CALIFORNIA SCREAMIN'

REVIEWED - THE HILLSIDE STRANGLER: In the recent film The Station Agent , we learned that there is a class of movie directly…

REVIEWED - THE HILLSIDE STRANGLER: In the recent film The Station Agent, we learned that there is a class of movie directly aimed at railway enthusiasts in which the camera merely follows the progress of a train along its journey, writes Donald Clarke

Boys (and they are always boys) too odd even to become trainspotters sometimes drift towards an interest in serial killers.
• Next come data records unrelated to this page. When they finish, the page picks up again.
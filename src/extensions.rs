// nettick - Tick-driven TCP application host over a pluggable wire protocol
// Copyright (C) 2026  nettick contributors
//
// This program is free software: you can redistribute it and/or modify
// it under the terms of the GNU General Public License as published by
// the Free Software Foundation, either version 3 of the License, or
// (at your option) any later version.
//
// This program is distributed in the hope that it will be useful,
// but WITHOUT ANY WARRANTY; without even the implied warranty of
// MERCHANTABILITY or FITNESS FOR A PARTICULAR PURPOSE.  See the
// GNU General Public License for more details.
//
// You should have received a copy of the GNU General Public License
// along with this program.  If not, see <https://www.gnu.org/licenses/>.

use std::collections::HashMap;

use crate::error::{HostResult, ScriptLoadError};
use crate::notification::NotificationCenter;
use crate::peer::PeerId;
use crate::protocol::MessageSerializer;

pub type ExtensionError = Box<dyn std::error::Error + Send + Sync>;

/// Shared per-tick context handed to services and scripts: the
/// notification center to enqueue outgoing traffic, and a snapshot of
/// currently connected peer ids.
///
/// `request_unload` is only wired up for script invocations; services
/// have no unload lifecycle, so it is `None` there and the call becomes
/// a no-op.
pub struct ExtensionContext<'a, S: MessageSerializer> {
    pub notifications: &'a mut NotificationCenter<S>,
    pub peers: &'a [PeerId],
    request_unload: Option<&'a mut bool>,
}

impl<'a, S: MessageSerializer> ExtensionContext<'a, S> {
    fn for_service(notifications: &'a mut NotificationCenter<S>, peers: &'a [PeerId]) -> Self {
        Self {
            notifications,
            peers,
            request_unload: None,
        }
    }

    fn for_script(
        notifications: &'a mut NotificationCenter<S>,
        peers: &'a [PeerId],
        unload: &'a mut bool,
    ) -> Self {
        Self {
            notifications,
            peers,
            request_unload: Some(unload),
        }
    }

    /// Called by an [`ScriptKind::Active`] script's `tick` to signal the
    /// `Unloading` event: the script remains enumerable for the rest of
    /// this tick and is purged at the next tick boundary.
    pub fn request_unload(&mut self) {
        if let Some(flag) = self.request_unload.as_deref_mut() {
            *flag = true;
        }
    }
}

/// Long-lived extension, constructed once at startup and bound for the
/// application's lifetime. `tick` is optional; the default no-op makes
/// pure request/notification-driven services trivial to write.
pub trait Service<S: MessageSerializer>: Send {
    fn tick(&mut self, _ctx: &mut ExtensionContext<S>) -> Result<(), ExtensionError> {
        Ok(())
    }
}

/// `Vec`-backed registry of services, ticked in registration order after
/// request handling each cycle.
pub struct ServiceHost<S: MessageSerializer> {
    services: Vec<Box<dyn Service<S>>>,
}

impl<S: MessageSerializer> ServiceHost<S> {
    pub fn new() -> Self {
        Self {
            services: Vec::new(),
        }
    }

    pub fn register(&mut self, service: impl Service<S> + 'static) {
        self.services.push(Box::new(service));
    }

    /// Ticks every service. One service's failure is isolated and never
    /// skips a sibling.
    pub fn tick_all(&mut self, notifications: &mut NotificationCenter<S>, peers: &[PeerId]) {
        for service in &mut self.services {
            let mut ctx = ExtensionContext::for_service(&mut *notifications, peers);

            if let Err(e) = service.tick(&mut ctx) {
                warn!("Service tick failed: {}", e);
            }
        }
    }
}

impl<S: MessageSerializer> Default for ServiceHost<S> {
    fn default() -> Self {
        Self::new()
    }
}

/// Which of the three script shapes a registration is. Rust has no
/// reflection-based introspection of "does this type also implement a
/// second trait", so the kind is a discriminant the script itself
/// reports rather than something the loader infers structurally.
#[derive(Debug, Clone, Copy, PartialEq, Eq)]
pub enum ScriptKind {
    /// `Invoke()` runs once and the host unloads it immediately after.
    Command,
    /// `Tick()` runs every cycle until unloaded.
    Active,
    /// No periodic hook; exists only to hold references/subscriptions.
    Plain,
}

/// Command/active script extension with load/unload lifecycle.
pub trait Script<S: MessageSerializer>: Send {
    fn kind(&self) -> ScriptKind {
        ScriptKind::Plain
    }

    /// Runs once for a [`ScriptKind::Command`] script.
    fn invoke(&mut self, _ctx: &mut ExtensionContext<S>) -> Result<(), ExtensionError> {
        Ok(())
    }

    /// Runs every tick for a [`ScriptKind::Active`] script.
    fn tick(&mut self, _ctx: &mut ExtensionContext<S>) -> Result<(), ExtensionError> {
        Ok(())
    }

    /// Fired once when the loader unregisters this script, whether
    /// because it requested unload, a command finished, or the
    /// application is shutting down.
    fn on_unload(&mut self) -> Result<(), ExtensionError> {
        Ok(())
    }
}

struct ScriptEntry<S: MessageSerializer> {
    script: Box<dyn Script<S>>,
    unload_requested: bool,
}

/// Dynamic registry of scripts. Scripts are constructed on demand
/// through [`ScriptHost::load`], which validates that construction
/// succeeded (the closest a statically-typed host gets to "concrete,
/// non-abstract, implements the marker") before registering.
pub struct ScriptHost<S: MessageSerializer> {
    active: HashMap<u32, ScriptEntry<S>>,
    pending: Vec<(u32, ScriptEntry<S>)>,
    to_remove: Vec<u32>,
    next_id: u32,
}

impl<S: MessageSerializer> ScriptHost<S> {
    pub fn new() -> Self {
        Self {
            active: HashMap::new(),
            pending: Vec::new(),
            to_remove: Vec::new(),
            next_id: 1,
        }
    }

    /// Constructs a script via `factory` and registers it. Registration
    /// made while `tick_all` is iterating (a script loading another
    /// script) is deferred to the next tick.
    pub fn load<T, F>(&mut self, factory: F) -> HostResult<u32>
    where
        T: Script<S> + 'static,
        F: FnOnce() -> Result<T, ScriptLoadError>,
    {
        let script = factory().map_err(|e| crate::error::HostError::InvalidScriptType(e.to_string()))?;

        let id = self.next_id;
        self.next_id += 1;

        self.pending.push((
            id,
            ScriptEntry {
                script: Box::new(script),
                unload_requested: false,
            },
        ));

        Ok(id)
    }

    /// Runs a [`ScriptKind::Command`] script's `invoke` once, then
    /// unloads it immediately -- this is a direct call outside the
    /// regular tick iteration, so there is no reentrancy concern forcing
    /// a deferral.
    pub fn invoke(
        &mut self,
        id: u32,
        notifications: &mut NotificationCenter<S>,
        peers: &[PeerId],
    ) {
        if let Some(mut entry) = self.active.remove(&id) {
            let mut unload = false;
            let mut ctx = ExtensionContext::for_script(notifications, peers, &mut unload);

            if let Err(e) = entry.script.invoke(&mut ctx) {
                warn!("Command script invoke failed (id = {}): {}", id, e);
            }

            if let Err(e) = entry.script.on_unload() {
                warn!("Script on_unload failed (id = {}): {}", id, e);
            }
        } else {
            warn!("Invoke requested for unknown script (id = {})", id);
        }
    }

    /// Ticks every [`ScriptKind::Active`] script in registration order.
    /// One script's failure is isolated.
    pub fn tick_all(&mut self, notifications: &mut NotificationCenter<S>, peers: &[PeerId]) {
        for id in self.to_remove.drain(..) {
            if let Some(mut entry) = self.active.remove(&id) {
                if let Err(e) = entry.script.on_unload() {
                    warn!("Script on_unload failed (id = {}): {}", id, e);
                }
            }
        }

        for (id, entry) in self.pending.drain(..) {
            self.active.insert(id, entry);
        }

        let ids: Vec<u32> = self.active.keys().copied().collect();

        for id in ids {
            let entry = match self.active.get_mut(&id) {
                Some(entry) => entry,
                None => continue,
            };

            if entry.script.kind() != ScriptKind::Active {
                continue;
            }

            let mut unload = entry.unload_requested;
            let mut ctx = ExtensionContext::for_script(&mut *notifications, peers, &mut unload);

            if let Err(e) = entry.script.tick(&mut ctx) {
                warn!("Script tick failed (id = {}): {}", id, e);
            }

            entry.unload_requested = unload;

            if unload {
                self.to_remove.push(id);
            }
        }
    }

    /// Marks a script to be unloaded at the next tick boundary; it
    /// remains enumerable via [`ScriptHost::ids`] until then.
    pub fn request_unload(&mut self, id: u32) {
        if let Some(entry) = self.active.get_mut(&id) {
            entry.unload_requested = true;
        }
    }

    pub fn ids(&self) -> impl Iterator<Item = u32> + '_ {
        self.active.keys().copied()
    }

    /// Unloads every live script, swallowing per-script errors. Called
    /// once during `ShuttingDown` before `start()` returns.
    pub fn unload_all(&mut self) {
        self.pending.clear();

        for (_, mut entry) in self.active.drain() {
            if let Err(e) = entry.script.on_unload() {
                warn!("Script on_unload failed during shutdown: {}", e);
            }
        }

        self.to_remove.clear();
    }
}

impl<S: MessageSerializer> Default for ScriptHost<S> {
    fn default() -> Self {
        Self::new()
    }
}

#[cfg(test)]
mod tests {
    use super::*;
    use crate::protocol::BytesSerializer;

    struct Failing;

    impl Service<BytesSerializer> for Failing {
        fn tick(&mut self, _ctx: &mut ExtensionContext<BytesSerializer>) -> Result<(), ExtensionError> {
            Err("boom".into())
        }
    }

    struct Counting(std::sync::Arc<std::sync::atomic::AtomicU32>);

    impl Service<BytesSerializer> for Counting {
        fn tick(&mut self, _ctx: &mut ExtensionContext<BytesSerializer>) -> Result<(), ExtensionError> {
            self.0.fetch_add(1, std::sync::atomic::Ordering::SeqCst);
            Ok(())
        }
    }

    #[test]
    fn one_service_failure_does_not_skip_its_sibling() {
        let count = std::sync::Arc::new(std::sync::atomic::AtomicU32::new(0));

        let mut host: ServiceHost<BytesSerializer> = ServiceHost::new();
        host.register(Failing);
        host.register(Counting(count.clone()));

        let mut notifications = NotificationCenter::new();
        host.tick_all(&mut notifications, &[]);

        assert_eq!(count.load(std::sync::atomic::Ordering::SeqCst), 1);
    }

    struct Loader;

    impl Script<BytesSerializer> for Loader {
        fn kind(&self) -> ScriptKind {
            ScriptKind::Active
        }

        fn tick(&mut self, ctx: &mut ExtensionContext<BytesSerializer>) -> Result<(), ExtensionError> {
            ctx.request_unload();
            Ok(())
        }
    }

    #[test]
    fn registration_made_mid_tick_is_deferred() {
        let mut host: ScriptHost<BytesSerializer> = ScriptHost::new();
        let mut notifications = NotificationCenter::new();

        host.load::<Loader, _>(|| Ok(Loader)).unwrap();
        assert_eq!(host.ids().count(), 0, "pending script not yet active");

        host.tick_all(&mut notifications, &[]);
        assert_eq!(host.ids().count(), 1, "promoted to active after one tick");

        host.tick_all(&mut notifications, &[]);
        assert_eq!(host.ids().count(), 0, "unload requested last tick takes effect this tick");
    }

    #[test]
    fn command_script_invokes_once_then_unloads_immediately() {
        let mut host: ScriptHost<BytesSerializer> = ScriptHost::new();
        let mut notifications = NotificationCenter::new();

        let id = host.load::<Loader, _>(|| Ok(Loader)).unwrap();
        host.tick_all(&mut notifications, &[]);

        host.invoke(id, &mut notifications, &[]);
        assert_eq!(host.ids().count(), 0);
    }
}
One could regard the sequence of true crime pictures produced by Hamish McAlpine - Ed Gein, Ted Bundy and now The Hillside Strangler - as a ghoulish equivalent of The Station Agent's more uneventful, though perhaps less boring, train porn.

Telling the story of two cousins who butchered 15 women in 1970s LA, The Hillside Strangler details every aspect of a good half-dozen of those terrible crimes without invoking either the consciously banal naturalism of Henry: Portrait of a Serial Killer or the merry Grand Guignol of the teen slasher genre. Disgusting, ugly and repetitive, The Hillside Strangler is so focussed on the murderers' hopes and desires that identification becomes inevitable - or it would if the film were a little better made.

Creepy hobbyists should find plenty to email each other about. But really . . . Eugh!